What are the stages of central herniation?

Answer 24

Diencephalic stage

Midbrain-upper pons stage

Lower pons- upper medullary stage

Medullary stage (terminal)

Question 25

What is the Px for patients who develop signs of the midbrain stage of central herniation?

Answer 25

<5% will have a good recovery if successfully treated at this stage

Question 26

Why do pinpoint pupils occur in pontine haemorrhage in contrast to dilated pupils in central herniation?

Answer 26

Pontine haemorrhage causes loss of sympathetics, in contrast to herniation in which there is a surgical CN3 palsy.

Question 27

What are the stages of uncal herniation?

Answer 27

Early third nerve stage

Late third nerve stage

Midbrain-upper pons stage

Central herniation type stage

Question 28

Cause of lid retraction (Collier’s) in Parinaud’s

Answer 28

Bilateral.

Supranuclear inhibitory input to the CN3 nucleus is disrupted causing LPS activation

Question 29

Cause of light near dissociation in Parinaud’s

Answer 29

Light and near pathways are different at the level of the midbrain.

Near pathway is spared because it is more rostral and communicates directly with the EW and CN3 from above rather than via the pretectal nucleus which is more dorsally located and thus vulnerable to dorsal compression

Question 30

Cause of convergence retraction in Parinuad’s

Answer 30

Loss of supranuclear inhibition of CN3 causes all of 3’s EOMs to fire causing the eye to look in, combined contraction of SR and IR causes retraction.

Nystagmoid rather than nystagmus as non-rhythmic

Question 31

Cause of upgaze paresis in Parinaud’s

Answer 31

Upward gaze is mediated by CN3

Vertical gaze centre (the rostral interstitial nucleus of the MLF- vertical saccades; the interstitial nucleus of Cajal- gaze holding and skew deviation) is at the thalamomesencephalic junction.

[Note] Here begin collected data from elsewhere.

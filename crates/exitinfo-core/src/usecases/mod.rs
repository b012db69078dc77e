//! Use cases orchestrating domain entities through port interfaces

pub mod normalize;
pub mod query_history;
pub mod summary_report;

pub use normalize::{normalize_record, MAX_TRACE_LINES};
pub use query_history::ExitHistoryQuery;
pub use summary_report::render_summary;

They both lie in close proximity to the aqueduct of Sylvius and both decussate in the posterior commissure. Their presence in the posterior commissure makes them particularly vulnerable to unilateral lesions.

The downgaze pathway is bilateral so a bigger lesion is required.

Question 33

Cause of sunsetting in Parinaud’s

Answer 33

Unopposed downgaze due to impairment of the upgaze centre in the dorsal midbrain.